In 1988 Neal won the first contract to encrypt Ireland’s entire national ATM network, the same year he installed the first two-factor authentication system in an Irish bank. He also co-hosted with IBM one of Europe’s first network security conferences.
In 1989 he started the Intrepid project, a government supported program to develop a European rival for the NSA’s Secure Telephone System (STU3), considered the world’s most secure, secure telephone system. The result of the project was the launch of Milcode, widely considered the most secure secure telephone of its time. That project brought Neal into direct conflict with the NSA and that story is chronicled in his upcoming book The Man from Intrepid.

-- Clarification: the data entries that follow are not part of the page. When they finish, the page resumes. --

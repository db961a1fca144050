//! Tool handlers.
//!
//! Each Ghost tool parses its arguments, runs one request through the shared
//! [`GhostClient`] and wraps the outcome in a [`ToolEnvelope`]. Nothing here
//! returns an error: bad arguments and failed requests both become failure
//! envelopes so the caller always receives parseable JSON.

use ghost_client::{GhostClient, GhostMethod, GhostRequest};
use serde::Deserialize;
use serde::de::DeserializeOwned;
use serde_json::{Map, Value};
use tracing::{debug, warn};

use crate::catalog::{ToolCatalog, ToolKind};
use crate::envelope::{ListToolsResponse, ToolEnvelope};

/// Rendered result of one tool invocation.
#[derive(Debug, Clone, PartialEq, Eq)]
pub struct ToolOutput {
    pub text: String,
    pub is_error: bool,
}

impl ToolOutput {
    fn from_envelope(envelope: &ToolEnvelope) -> Self {
        Self {
            text: envelope.to_text(),
            is_error: !envelope.is_success(),
        }
    }
}

#[derive(Debug, Deserialize)]
struct EndpointArgs {
    endpoint: String,
}

#[derive(Debug, Deserialize)]
struct PayloadArgs {
    endpoint: String,
    data: Value,
}

/// Executes the five tools against one shared client.
#[derive(Debug, Clone)]
pub struct GhostTools {
    client: GhostClient,
    catalog: &'static ToolCatalog,
}

impl GhostTools {
    #[must_use]
    pub fn new(client: GhostClient) -> Self {
        Self {
            client,
            catalog: ToolCatalog::global(),
        }
    }

    #[must_use]
    pub const fn catalog(&self) -> &'static ToolCatalog {
        self.catalog
    }

    /// Runs a tool with the raw argument object from the caller.
    pub async fn execute(&self, kind: ToolKind, arguments: &Map<String, Value>) -> ToolOutput {
        match kind.method() {
            None => self.list_tools(),
            Some(method) => self.execute_request(method, arguments).await,
        }
    }

    /// `list_tools`: the static catalog.
    #[must_use]
    pub fn list_tools(&self) -> ToolOutput {
        ToolOutput {
            text: ListToolsResponse::new(self.catalog.tools()).to_text(),
            is_error: false,
        }
    }

    /// `ghost_get{endpoint}`.
    pub async fn ghost_get(&self, endpoint: &str) -> ToolOutput {
        self.run(GhostRequest::get(endpoint)).await
    }

    /// `ghost_post{endpoint, data}`.
    pub async fn ghost_post(&self, endpoint: &str, data: Value) -> ToolOutput {
        self.run(GhostRequest::post(endpoint, data)).await
    }

    /// `ghost_put{endpoint, data}`.
    pub async fn ghost_put(&self, endpoint: &str, data: Value) -> ToolOutput {
        self.run(GhostRequest::put(endpoint, data)).await
    }

    /// `ghost_delete{endpoint}`.
    pub async fn ghost_delete(&self, endpoint: &str) -> ToolOutput {
        self.run(GhostRequest::delete(endpoint)).await
    }

    async fn execute_request(&self, method: GhostMethod, arguments: &Map<String, Value>) -> ToolOutput {
        let request = if method.carries_body() {
            parse_args::<PayloadArgs>(arguments)
                .map(|args| GhostRequest::new(args.endpoint, method, Some(args.data)))
        } else {
            parse_args::<EndpointArgs>(arguments)
                .map(|args| GhostRequest::new(args.endpoint, method, None))
        };

        match request {
            Ok(request) => self.run(request).await,
            Err(details) => {
                warn!(%method, "Rejected tool arguments: {details}");
                ToolOutput::from_envelope(&ToolEnvelope::failure(failure_message(method), details))
            }
        }
    }

    async fn run(&self, request: GhostRequest) -> ToolOutput {
        debug!(method = %request.method, endpoint = %request.endpoint, "Executing Ghost request");

        let envelope = match self.client.make_request(&request).await {
            Ok(data) => ToolEnvelope::success(data),
            Err(e) => {
                warn!(
                    method = %request.method,
                    endpoint = %request.endpoint,
                    status = e.status().map(|s| s.as_u16()),
                    "Ghost request failed: {e}"
                );
                ToolEnvelope::failure(failure_message(request.method), e.to_string())
            }
        };

        ToolOutput::from_envelope(&envelope)
    }
}

fn failure_message(method: GhostMethod) -> String {
    format!("Failed to execute Ghost {method} request")
}

fn parse_args<T: DeserializeOwned>(arguments: &Map<String, Value>) -> Result<T, String> {
    serde_json::from_value(Value::Object(arguments.clone()))
        .map_err(|e| format!("Invalid arguments: {e}"))
}
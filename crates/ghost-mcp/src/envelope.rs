//! Response envelopes rendered as the text payload of every tool result.

use serde::Serialize;
use serde::ser::{SerializeStruct, Serializer};
use serde_json::Value;

use crate::catalog::{SERVER_NAME, SERVER_VERSION, ToolInfo};

/// `{success: true, data}` or `{success: false, error, details}`.
///
/// The `success` flag is written from the variant, so it cannot disagree
/// with the payload.
#[derive(Debug, Clone, PartialEq)]
pub enum ToolEnvelope {
    Success { data: Value },
    Failure { error: String, details: String },
}

impl Serialize for ToolEnvelope {
    fn serialize<S: Serializer>(&self, serializer: S) -> Result<S::Ok, S::Error> {
        match self {
            Self::Success { data } => {
                let mut state = serializer.serialize_struct("ToolEnvelope", 2)?;
                state.serialize_field("success", &true)?;
                state.serialize_field("data", data)?;
                state.end()
            }
            Self::Failure { error, details } => {
                let mut state = serializer.serialize_struct("ToolEnvelope", 3)?;
                state.serialize_field("success", &false)?;
                state.serialize_field("error", error)?;
                state.serialize_field("details", details)?;
                state.end()
            }
        }
    }
}

impl ToolEnvelope {
    #[must_use]
    pub const fn success(data: Value) -> Self {
        Self::Success { data }
    }

    #[must_use]
    pub fn failure(error: impl Into<String>, details: impl Into<String>) -> Self {
        Self::Failure {
            error: error.into(),
            details: details.into(),
        }
    }

    #[must_use]
    pub const fn is_success(&self) -> bool {
        matches!(self, Self::Success { .. })
    }

    /// Pretty-printed JSON text.
    #[must_use]
    pub fn to_text(&self) -> String {
        render(self)
    }
}

/// Identity block of the `list_tools` payload.
#[derive(Debug, Clone, PartialEq, Eq, Serialize)]
pub struct ServerIdentity {
    pub name: &'static str,
    pub version: &'static str,
}

impl Default for ServerIdentity {
    fn default() -> Self {
        Self {
            name: SERVER_NAME,
            version: SERVER_VERSION,
        }
    }
}

/// Payload of the `list_tools` tool.
#[derive(Debug, Clone, PartialEq, Serialize)]
pub struct ListToolsResponse<'a> {
    pub tools: &'a [ToolInfo],
    pub count: usize,
    pub server: ServerIdentity,
}

impl<'a> ListToolsResponse<'a> {
    #[must_use]
    pub fn new(tools: &'a [ToolInfo]) -> Self {
        Self {
            tools,
            count: tools.len(),
            server: ServerIdentity::default(),
        }
    }

    #[must_use]
    pub fn to_text(&self) -> String {
        render(self)
    }
}

fn render<T: Serialize>(value: &T) -> String {
    serde_json::to_string_pretty(value).unwrap_or_else(|e| {
        tracing::error!("Failed to serialize tool response: {e}");
        let fallback = ToolEnvelope::failure("Failed to serialize response", e.to_string());
        serde_json::to_string(&fallback).unwrap_or_default()
    })
}

#[cfg(test)]
mod tests {
    #![allow(clippy::unwrap_used)]

    use super::*;
    use serde_json::json;

    #[test]
    fn test_success_shape() {
        let envelope = ToolEnvelope::success(json!({"posts": []}));
        let value: Value = serde_json::from_str(&envelope.to_text()).unwrap();

        assert_eq!(value, json!({"success": true, "data": {"posts": []}}));
        assert!(envelope.is_success());
    }

    #[test]
    fn test_null_data_is_kept() {
        let value: Value =
            serde_json::from_str(&ToolEnvelope::success(Value::Null).to_text()).unwrap();
        assert_eq!(value, json!({"success": true, "data": null}));
    }

    #[test]
    fn test_failure_shape() {
        let envelope = ToolEnvelope::failure("Failed to execute Ghost GET request", "boom");
        let value: Value = serde_json::from_str(&envelope.to_text()).unwrap();

        assert_eq!(
            value,
            json!({
                "success": false,
                "error": "Failed to execute Ghost GET request",
                "details": "boom"
            })
        );
        assert!(!envelope.is_success());
    }

    #[test]
    fn test_success_flag_follows_variant() {
        let success = serde_json::to_value(ToolEnvelope::Success { data: json!(1) }).unwrap();
        assert_eq!(success["success"], true);

        let failure = serde_json::to_value(ToolEnvelope::Failure {
            error: "e".to_string(),
            details: "d".to_string(),
        })
        .unwrap();
        assert_eq!(failure["success"], false);
        assert!(failure.get("data").is_none());
    }

    #[test]
    fn test_text_is_pretty_printed() {
        let text = ToolEnvelope::success(json!({"a": 1})).to_text();
        assert!(text.contains("\n  \"success\": true"));
    }
}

Neal also developed Faxcode, the world’s first fully encrypting fax machine, and resulted in his selection as the first Irish entrepreneur to be invited to participate in the Export to Japan study program hosted by the Japanese government.
Neal later went on to work with a number of British defense companies to develop a new generation of telephone privacy and encryption systems, and was the first Irishman invited to visit GCHQ, Britain’s ultra secretive spy center. He also worked with Britain’s largest bank to develop the first generation of voice verification biometrics for the bank’s telephone banking system.